Сыскное агентство «Аргус», чья контора находится в юго-западном почтовом округе, возникло за несколько лет до описываемых событий в итоге давно назревшей нужды – нужды Перси Пилбема, ее основателя, в дополнительных средствах. Он начинал редактором прославленного еженедельника «Светские сплетни», но устал выведывать постыдные тайны за жалованье и пришел к выводу, что при его способностях куда выгоднее выведывать их для себя. Он взял кредит, уволился и теперь процветал. «Аргус» хвастался, что никогда не спит, и все, знавшие его, не удивлялись. Допуская, что у этого агентства есть совесть, с такими мыслями действительно не заснешь.

Нанимая частного сыщика, человек практичный гонится не за внешней красотой, а за ловкостью, и тут руководящему духу «Аргуса» повезло. Возможно, в Лондоне есть шпики безобразнее Перси Пилбема, но искать их придется долго. Это был худосочный прыщавый человек с близко посаженными глазами, его фланелевые костюмы напоминали мороженное-ассорти, а верхнюю губу уродовали жидкие усики. Короче, зрелище, которое предстало Роско, вошедшего в контору «Аргуса» на следующий день, заставило бы человека чувствительного отвести глаза, однако Роско их не отвел, так радовало его возвращению роковых бумаг. Он бодро схватил конверт.

– Блеск! – вскричал он. – Как вам удалось их раздобыть? Перси Пилбем беспечно почесал ручкой в набриллиантиненных волосах.

– Запросто. Она каждый вечер в театре. Я дождался, пока она уйдет, вошел, порылся, отыскал письма и вышел. Все очень легко. Впрочем, когда я говорю легко,

– Пилбем запоздало вспомнил о счете, который намеревался выставить, -это не следует понимать буквально. Я шел на огромный риск. И не забывайте про нервное напряжение.

– Ну, вам это все нипочем, – сказал Роско, тоже думая о гонораре. -При вашем-то опыте!

– И все же… Простите?

– А?

– Вы что-то сказали?

Здесь Перси Пилбем допустил неточность. Роско не сказал. Он заурчал, и заурчал оттого, что мысль, подобно зрелой розе, явилась на его челе. Он не часто испытывал такие озарения, мозги его ворочались туго, но сейчас озарение пришло и потрясло его до подошв.
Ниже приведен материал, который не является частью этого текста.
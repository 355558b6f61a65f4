//! Service configuration and option normalization.
//!
//! `ServiceOptions` is the caller-facing bag: every field optional, serde
//! deserializable (YAML via the CLI), with lifecycle hooks attached
//! through builder-style setters. `normalize()` turns it into the fixed
//! `ServiceConfig` the controller runs on.

use std::collections::HashMap;
use std::path::PathBuf;
use std::time::Duration;

use serde::Deserialize;

use svcwrap_process::SpawnOptions;
use svcwrap_tail::RetryTtl;

use crate::events::EventHooks;

/// Display name used when neither a name nor a command was supplied.
const UNNAMED: &str = "undefined";

/// Caller-facing construction options for a [`crate::Service`].
///
/// `command` is optional but effectively required: constructing without
/// one yields a permanently inert service rather than an error.
#[derive(Debug, Default, Deserialize)]
pub struct ServiceOptions {
    /// Executable name or path.
    pub command: Option<String>,

    /// Ordered arguments for the executable.
    #[serde(default)]
    pub args: Vec<String>,

    /// Display label; defaults to the command.
    pub name: Option<String>,

    /// Warm-up wait in milliseconds before the service reports started.
    #[serde(default)]
    pub start_wait_ms: u64,

    /// Combined-output log file: a bare path or a detailed table.
    pub log_file: Option<LogFileSpec>,

    /// Working directory for the child (pass-through spawn option).
    pub working_directory: Option<PathBuf>,

    /// Extra environment for the child (pass-through spawn option).
    #[serde(default)]
    pub environment: HashMap<String, String>,

    #[serde(skip)]
    pub(crate) hooks: EventHooks,
}

impl ServiceOptions {
    pub fn new(command: impl Into<String>) -> Self {
        Self {
            command: Some(command.into()),
            ..Default::default()
        }
    }

    pub fn args<I, S>(mut self, args: I) -> Self
    where
        I: IntoIterator<Item = S>,
        S: Into<String>,
    {
        self.args = args.into_iter().map(Into::into).collect();
        self
    }

    pub fn name(mut self, name: impl Into<String>) -> Self {
        self.name = Some(name.into());
        self
    }

    pub fn start_wait(mut self, wait: Duration) -> Self {
        self.start_wait_ms = wait.as_millis() as u64;
        self
    }

    pub fn log_file(mut self, spec: LogFileSpec) -> Self {
        self.log_file = Some(spec);
        self
    }

    pub fn on_ready(mut self, hook: impl Fn() + Send + Sync + 'static) -> Self {
        self.hooks.on_ready = Some(Box::new(hook));
        self
    }

    pub fn on_start(mut self, hook: impl Fn() + Send + Sync + 'static) -> Self {
        self.hooks.on_start = Some(Box::new(hook));
        self
    }

    pub fn on_stop(mut self, hook: impl Fn() + Send + Sync + 'static) -> Self {
        self.hooks.on_stop = Some(Box::new(hook));
        self
    }

    pub fn on_restart(mut self, hook: impl Fn() + Send + Sync + 'static) -> Self {
        self.hooks.on_restart = Some(Box::new(hook));
        self
    }

    /// Split into the fixed runtime configuration and the hook table.
    pub(crate) fn normalize(self) -> (ServiceConfig, EventHooks) {
        let name = self
            .name
            .or_else(|| self.command.clone())
            .unwrap_or_else(|| UNNAMED.to_string());

        let config = ServiceConfig {
            name,
            command: self.command,
            args: self.args,
            start_wait: Duration::from_millis(self.start_wait_ms),
            spawn: SpawnOptions {
                working_directory: self.working_directory,
                environment: self.environment,
            },
            log: self.log_file.map(LogFileSpec::normalize),
        };
        (config, self.hooks)
    }
}

/// Log-file setting: a bare path, or a table with print controls.
#[derive(Debug, Clone, Deserialize)]
#[serde(untagged)]
pub enum LogFileSpec {
    /// Just a path; capture only, printing off until enabled explicitly.
    Path(PathBuf),
    /// Path plus tail controls.
    Detailed {
        path: PathBuf,
        print: Option<bool>,
        print_ttl: Option<RetryTtl>,
    },
}

impl LogFileSpec {
    /// Resolve defaults.
    ///
    /// Print mode defaults to on when an idle TTL was explicitly supplied,
    /// otherwise off unless explicitly requested.
    pub fn normalize(self) -> LogConfig {
        match self {
            LogFileSpec::Path(path) => LogConfig {
                path,
                print: false,
                print_ttl: RetryTtl::default(),
            },
            LogFileSpec::Detailed {
                path,
                print,
                print_ttl,
            } => LogConfig {
                path,
                print: print.unwrap_or(print_ttl.is_some()),
                print_ttl: print_ttl.unwrap_or_default(),
            },
        }
    }
}

/// Normalized log-capture configuration.
#[derive(Debug, Clone)]
pub struct LogConfig {
    pub path: PathBuf,
    pub print: bool,
    pub print_ttl: RetryTtl,
}

/// Fixed configuration a service runs on; immutable after construction.
#[derive(Debug)]
pub(crate) struct ServiceConfig {
    pub name: String,
    pub command: Option<String>,
    pub args: Vec<String>,
    pub start_wait: Duration,
    pub spawn: SpawnOptions,
    pub log: Option<LogConfig>,
}
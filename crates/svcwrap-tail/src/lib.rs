//! # svcwrap-tail
//!
//! Log capture and live-tailing for the svcwrap supervisor.
//!
//! Two pieces:
//! - [`LogSink`] — the truncate-on-open write handle the child's standard
//!   I/O is redirected into.
//! - [`LogTailer`] — a timer-driven loop that forwards newly written bytes
//!   of the log file to the supervisor's own stdout, with an idle
//!   retry/backoff budget that bounds how long a quiet file is polled.

pub mod sink;
pub mod tailer;

pub use sink::LogSink;
pub use tailer::{LogTailer, RetryTtl, TailStats, POLL_INTERVAL};
//! # Canonical Codec
//!
//! The node's standard object-serialization format, as used both on disk and
//! as the input to every derived hash:
//!
//! | Type | Encoding |
//! |------|----------|
//! | `u8`/`u16`/`u32`/`u64` | fixed width, little-endian |
//! | compact size | 1, 3, 5 or 9 bytes (`0xfd`/`0xfe`/`0xff` markers) |
//! | `String` | compact size length + UTF-8 bytes |
//! | `Hash` / `KeyId` | raw bytes, no length prefix |
//! | `Vec<T>` | compact size count + elements |
//! | `BTreeMap<K, V>` | compact size count + `(K, V)` pairs in strictly ascending key order |
//!
//! Encoding is deterministic: encoding the same value twice always produces
//! the same bytes, which is what makes the derived hashes and the file
//! checksum reproducible.

mod hash_writer;
mod reader;


pub use hash_writer::{sha256d, HashWriter};
pub use reader::Reader;

use std::collections::BTreeMap;
use thiserror::Error;

/// Largest length or count a compact size may announce.
pub const MAX_COMPACT_SIZE: u64 = 0x0200_0000;

/// Errors produced while decoding canonical bytes.
#[derive(Debug, Clone, PartialEq, Eq, Error)]
pub enum DecodeError {
    /// Input ended before the value was complete.
    #[error("unexpected end of data: needed {needed} bytes, {available} available")]
    UnexpectedEnd { needed: usize, available: usize },

    /// A compact size exceeded [`MAX_COMPACT_SIZE`].
    #[error("compact size too large: {0}")]
    SizeTooLarge(u64),

    /// A compact size used a longer form than its value requires.
    #[error("non-canonical compact size: {0}")]
    NonCanonicalSize(u64),

    /// A string field did not hold valid UTF-8.
    #[error("invalid UTF-8 in string field")]
    InvalidUtf8,

    /// Map keys were repeated or not in ascending order.
    #[error("map keys not in strictly ascending order")]
    UnorderedMapKey,

    /// Bytes remained after the last expected value.
    #[error("{0} trailing bytes after payload")]
    TrailingBytes(usize),
}

/// A value with a canonical byte encoding.
pub trait Encodable {
    /// Append the canonical encoding of `self` to `out`.
    fn encode(&self, out: &mut Vec<u8>);
}

/// A value that can be read back from its canonical byte encoding.
pub trait Decodable: Sized {
    /// Read one value from the reader, advancing it.
    fn decode(reader: &mut Reader<'_>) -> Result<Self, DecodeError>;
}

/// Append a compact size to `out`.
pub fn write_compact_size(out: &mut Vec<u8>, size: u64) {
    if size < 0xfd {
        out.push(size as u8);
    } else if size <= 0xffff {
        out.push(0xfd);
        out.extend_from_slice(&(size as u16).to_le_bytes());
    } else if size <= 0xffff_ffff {
        out.push(0xfe);
        out.extend_from_slice(&(size as u32).to_le_bytes());
    } else {
        out.push(0xff);
        out.extend_from_slice(&size.to_le_bytes());
    }
}

/// Encode a value into a fresh buffer.
pub fn to_bytes<T: Encodable + ?Sized>(value: &T) -> Vec<u8> {
    let mut out = Vec::new();
    value.encode(&mut out);
    out
}

impl Encodable for u8 {
    fn encode(&self, out: &mut Vec<u8>) {
        out.push(*self);
    }
}

impl Decodable for u8 {
    fn decode(reader: &mut Reader<'_>) -> Result<Self, DecodeError> {
        reader.read_u8()
    }
}

impl Encodable for u32 {
    fn encode(&self, out: &mut Vec<u8>) {
        out.extend_from_slice(&self.to_le_bytes());
    }
}

impl Decodable for u32 {
    fn decode(reader: &mut Reader<'_>) -> Result<Self, DecodeError> {
        reader.read_u32()
    }
}

impl Encodable for u64 {
    fn encode(&self, out: &mut Vec<u8>) {
        out.extend_from_slice(&self.to_le_bytes());
    }
}

impl Decodable for u64 {
    fn decode(reader: &mut Reader<'_>) -> Result<Self, DecodeError> {
        reader.read_u64()
    }
}

impl<const N: usize> Encodable for [u8; N] {
    fn encode(&self, out: &mut Vec<u8>) {
        out.extend_from_slice(self);
    }
}

impl<const N: usize> Decodable for [u8; N] {
    fn decode(reader: &mut Reader<'_>) -> Result<Self, DecodeError> {
        reader.read_array()
    }
}

impl Encodable for str {
    fn encode(&self, out: &mut Vec<u8>) {
        write_compact_size(out, self.len() as u64);
        out.extend_from_slice(self.as_bytes());
    }
}

impl Encodable for String {
    fn encode(&self, out: &mut Vec<u8>) {
        self.as_str().encode(out);
    }
}

impl Decodable for String {
    fn decode(reader: &mut Reader<'_>) -> Result<Self, DecodeError> {
        let len = reader.read_compact_size()? as usize;
        let bytes = reader.read_bytes(len)?;
        String::from_utf8(bytes.to_vec()).map_err(|_| DecodeError::InvalidUtf8)
    }
}

impl<T: Encodable> Encodable for Vec<T> {
    fn encode(&self, out: &mut Vec<u8>) {
        write_compact_size(out, self.len() as u64);
        for item in self {
            item.encode(out);
        }
    }
}

impl<T: Decodable> Decodable for Vec<T> {
    fn decode(reader: &mut Reader<'_>) -> Result<Self, DecodeError> {
        let count = reader.read_compact_size()? as usize;
        // Never trust the announced count for the allocation.
        let mut items = Vec::with_capacity(count.min(reader.remaining()));
        for _ in 0..count {
            items.push(T::decode(reader)?);
        }
        Ok(items)
    }
}

impl<K: Encodable, V: Encodable> Encodable for BTreeMap<K, V> {
    fn encode(&self, out: &mut Vec<u8>) {
        write_compact_size(out, self.len() as u64);
        for (key, value) in self {
            key.encode(out);
            value.encode(out);
        }
    }
}

impl<K: Decodable + Ord, V: Decodable> Decodable for BTreeMap<K, V> {
    fn decode(reader: &mut Reader<'_>) -> Result<Self, DecodeError> {
        let count = reader.read_compact_size()?;
        let mut map = BTreeMap::new();
        for _ in 0..count {
            let key = K::decode(reader)?;
            if map.last_key_value().is_some_and(|(last, _)| key <= *last) {
                return Err(DecodeError::UnorderedMapKey);
            }
            let value = V::decode(reader)?;
            map.insert(key, value);
        }
        Ok(map)
    }
}
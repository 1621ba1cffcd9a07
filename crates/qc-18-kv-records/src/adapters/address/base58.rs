use crate::domain::{AddressError, ChainNetwork, KeyId};
use crate::ports::outbound::AddressDecoder;

/// Decodes transparent pay-to-pubkey-hash addresses.
///
/// Layout after base58check decoding: 2-byte network prefix followed by the
/// 20-byte key identity. Script addresses and other networks' addresses are
/// rejected by prefix.
#[derive(Debug, Clone, Copy)]
pub struct Base58AddressDecoder {
    pubkey_prefix: [u8; 2],
}

impl Base58AddressDecoder {
    pub fn new(pubkey_prefix: [u8; 2]) -> Self {
        Self { pubkey_prefix }
    }

    pub fn for_network(network: ChainNetwork) -> Self {
        Self::new(network.pubkey_address_prefix())
    }

    /// Encode a key identity as an address of this decoder's network.
    pub fn encode(&self, key_id: &KeyId) -> String {
        let mut payload = Vec::with_capacity(2 + KeyId::LEN);
        payload.extend_from_slice(&self.pubkey_prefix);
        payload.extend_from_slice(key_id.as_bytes());
        bs58::encode(payload).with_check().into_string()
    }
}

impl AddressDecoder for Base58AddressDecoder {
    fn decode(&self, address: &str) -> Result<KeyId, AddressError> {
        let payload = bs58::decode(address.trim())
            .with_check(None)
            .into_vec()
            .map_err(|e| AddressError::InvalidEncoding(e.to_string()))?;

        if payload.len() < 2 || payload[..2] != self.pubkey_prefix {
            return Err(AddressError::WrongPrefix {
                expected: self.pubkey_prefix,
                found: payload.iter().take(2).copied().collect(),
            });
        }

        let body = &payload[2..];
        let bytes: [u8; 20] = body
            .try_into()
            .map_err(|_| AddressError::WrongLength(body.len()))?;
        Ok(KeyId(bytes))
    }
}
impl Decodable for KvIndex {
    fn decode(reader: &mut Reader<'_>) -> Result<Self, DecodeError> {
        let count = reader.read_compact_size()?;
        let mut records = BTreeMap::new();
        for _ in 0..count {
            let unique = Hash::decode(reader)?;
            if records.last_key_value().is_some_and(|(last, _)| unique <= *last) {
                return Err(DecodeError::UnorderedMapKey);
            }
            let record = KvRecord::decode_stored(reader, unique)?;
            records.insert(unique, record);
        }

        Ok(Self {
            records,
            key_hashes: SecondaryIndex::decode(reader)?,
            key_dest_hashes: SecondaryIndex::decode(reader)?,
            key_dest_src_hashes: SecondaryIndex::decode(reader)?,
        })
    }
}

/// Outcome of a [`KvIndex::check`] pass.
#[derive(Debug, Clone, Default)]
pub struct CheckReport {
    /// Records examined.
    pub examined: usize,
    /// Records dropped for failing derived-hash verification.
    pub removed: Vec<(Hash, HashMismatch)>,
    /// Secondary references removed because their record was gone.
    pub dangling_pruned: usize,
}

impl CheckReport {
    pub fn is_clean(&self) -> bool {
        self.removed.is_empty() && self.dangling_pruned == 0
    }
}

/// Sizes of the four maps.
#[derive(Debug, Clone, Copy, Default, PartialEq, Eq)]
pub struct KvIndexStats {
    pub records: usize,
    pub key_hashes: usize,
    pub key_dest_hashes: usize,
    pub key_dest_src_hashes: usize,
}

impl fmt::Display for KvIndexStats {
    fn fmt(&self, f: &mut fmt::Formatter<'_>) -> fmt::Result {
        write!(
            f,
            "KVs: {}, key hashes: {}, key+dest hashes: {}, key+dest+src hashes: {}",
            self.records, self.key_hashes, self.key_dest_hashes, self.key_dest_src_hashes
        )
    }
}

#[cfg(test)]
mod tests {
    use super::*;
    use crate::codec::to_bytes;
    use crate::domain::entities::{hash_of_key, KeyId};
    use crate::test_utils::{make_record, make_record_with};

    #[test]
    fn test_insert_is_at_most_once() {
        let mut index = KvIndex::new();
        let r = make_record(1, "alpha", "1");

        assert!(index.insert(r.clone()));
        let before = to_bytes(&index);
        assert!(!index.insert(r.clone()));

        assert_eq!(index.len(), 1);
        assert_eq!(to_bytes(&index), before);
    }

    #[test]
    fn test_secondary_lists_keep_insertion_order() {
        let mut index = KvIndex::new();
        let ids: Vec<Hash> = (1..=4)
            .rev()
            .map(|tx| {
                let r = make_record(tx, "shared", "v");
                let id = *r.hash_unique();
                assert!(index.insert(r));
                id
            })
            .collect();

        assert_eq!(index.find_by_key_hash(&hash_of_key("shared")), ids.as_slice());
    }

    #[test]
    fn test_find_unknown_hash_is_empty() {
        let index = KvIndex::new();
        assert!(index.find_by_key_hash(&[0x42; 32]).is_empty());
        assert!(index.find_by_key_dest_hash(&[0x42; 32]).is_empty());
        assert!(index.find_by_key_dest_src_hash(&[0x42; 32]).is_empty());
    }

    #[test]
    fn test_dest_and_src_indices_split_by_identity() {
        let mut index = KvIndex::new();
        let a = make_record_with(1, KeyId([1; 20]), KeyId([9; 20]), "k", "v");
        let b = make_record_with(2, KeyId([2; 20]), KeyId([9; 20]), "k", "v");
        index.insert(a.clone());
        index.insert(b.clone());

        // Same destination: shared key+dest list.
        assert_eq!(
            index.find_by_key_dest_hash(a.hash_of_key_dest()),
            &[*a.hash_unique(), *b.hash_unique()]
        );
        // Different sources: separate key+dest+src lists.
        assert_eq!(
            index.find_by_key_dest_src_hash(a.hash_of_key_dest_src()),
            &[*a.hash_unique()]
        );
        assert_eq!(
            index.find_by_key_dest_src_hash(b.hash_of_key_dest_src()),
            &[*b.hash_unique()]
        );
    }

    #[test]
    fn test_check_drops_corrupted_record_and_its_references() {
        let mut index = KvIndex::new();
        let good = make_record(1, "alpha", "1");
        let mut bad = make_record(2, "alpha", "2");
        let bad_id = *bad.hash_unique();
        // Corrupted after construction but before insertion: it is still
        // indexed under its construction-time derived hashes.
        bad.corrupt_key("gamma");
        index.insert(good.clone());
        index.insert(bad);

        let report = index.check();

        assert_eq!(report.examined, 2);
        assert_eq!(report.removed.len(), 1);
        assert_eq!(report.removed[0].0, bad_id);
        assert_eq!(report.dangling_pruned, 3);
        assert!(!index.exists(&bad_id));
        assert_eq!(
            index.find_by_key_hash(&hash_of_key("alpha")),
            &[*good.hash_unique()]
        );
        assert!(index.validate_structure().is_ok());
    }

    #[test]
    fn test_check_removes_emptied_secondary_entries() {
        let mut index = KvIndex::new();
        let mut bad = make_record(7, "solo", "x");
        bad.corrupt_hash_of_key([0xEE; 32]);
        index.insert(bad);

        let report = index.check();

        assert_eq!(report.removed.len(), 1);
        assert_eq!(index.stats(), KvIndexStats::default());
    }

    #[test]
    fn test_check_on_clean_index_is_noop() {
        let mut index = KvIndex::new();
        index.insert(make_record(1, "alpha", "1"));
        let report = index.check();
        assert!(report.is_clean());
        assert_eq!(index.len(), 1);
    }

    #[test]
    fn test_validate_structure_detects_dangling_reference() {
        let mut index = KvIndex::new();
        let r = make_record(1, "alpha", "1");
        index.insert(r.clone());
        index.records.clear();

        assert!(matches!(
            index.validate_structure(),
            Err(IndexConsistencyError::DanglingReference { .. })
        ));
    }

    #[test]
    fn test_validate_structure_detects_missing_record() {
        let mut index = KvIndex::new();
        let r = make_record(1, "alpha", "1");
        index.insert(r.clone());
        index.key_dest_hashes.clear();

        assert_eq!(
            index.validate_structure(),
            Err(IndexConsistencyError::MissingFromIndex {
                index: KEY_DEST_INDEX,
                unique: *r.hash_unique(),
            })
        );
    }

    #[test]
    fn test_validate_structure_detects_duplicate_reference() {
        let mut index = KvIndex::new();
        let r = make_record(1, "alpha", "1");
        index.insert(r.clone());
        index
            .key_hashes
            .get_mut(r.hash_of_key())
            .unwrap()
            .push(*r.hash_unique());

        assert!(matches!(
            index.validate_structure(),
            Err(IndexConsistencyError::DuplicateReference { .. })
        ));
    }

    #[test]
    fn test_encoding_is_deterministic_and_reloads() {
        let mut index = KvIndex::new();
        for tx in [3u8, 1, 2] {
            index.insert(make_record(tx, "alpha", "v"));
        }
        index.insert(make_record(4, "beta", "w"));

        let bytes = to_bytes(&index);
        let mut reader = Reader::new(&bytes);
        let reloaded = KvIndex::decode(&mut reader).unwrap();
        reader.finish().unwrap();

        assert!(reloaded.validate_structure().is_ok());
        assert_eq!(to_bytes(&reloaded), bytes);
        assert_eq!(
            reloaded.find_by_key_hash(&hash_of_key("alpha")),
            index.find_by_key_hash(&hash_of_key("alpha"))
        );
    }

    #[test]
    fn test_decode_rejects_repeated_primary_entry() {
        let r = make_record(1, "alpha", "1");
        let mut bytes = Vec::new();
        crate::codec::write_compact_size(&mut bytes, 2);
        for _ in 0..2 {
            r.hash_unique().encode(&mut bytes);
            r.encode(&mut bytes);
        }
        bytes.extend_from_slice(&[0, 0, 0]);

        let mut reader = Reader::new(&bytes);
        assert!(matches!(
            KvIndex::decode(&mut reader),
            Err(DecodeError::UnorderedMapKey)
        ));
    }

    #[test]
    fn test_clear_empties_all_maps() {
        let mut index = KvIndex::new();
        index.insert(make_record(1, "alpha", "1"));
        index.clear();
        assert!(index.is_empty());
        assert_eq!(index.stats(), KvIndexStats::default());
    }

    #[test]
    fn test_stats_display() {
        let mut index = KvIndex::new();
        index.insert(make_record(1, "alpha", "1"));
        index.insert(make_record(2, "alpha", "2"));
        let line = index.stats().to_string();
        assert!(line.starts_with("KVs: 2, key hashes: 1"));
    }
}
Даже самым земным натурам не заказано помечтать. С самого визита в Лесной Замок перед Роско маячило видение: вот он раздобывает контракт и рвет в клочки, лишая коварного Кеггса губительной силы. И сейчас он придумал, как это осуществить, причем сразу во всех подробностях. Правда, план требовал мужества, а мужества ему недоставало. Тут нужен союзник, и он вдруг понял, что обретает союзника в лице Пилбема.

– Послушайте, – сказал он, – я хочу предложить вам еще работу.

– В каком духе?

– В таком же.

– Вы написали еще письма?!

Голос Пилбема звучал изумлением и даже благоговейным восторгом. Это будет уже третья стопка компрометирующих писем от одного клиента – рекорд непревзойденный. Даже известные своей распущенностью баронеты ограничивались двумя. Бэньян поспешно развеял заблуждение.

– Нет, нет. На этот раз не письма. Это бумага, документ.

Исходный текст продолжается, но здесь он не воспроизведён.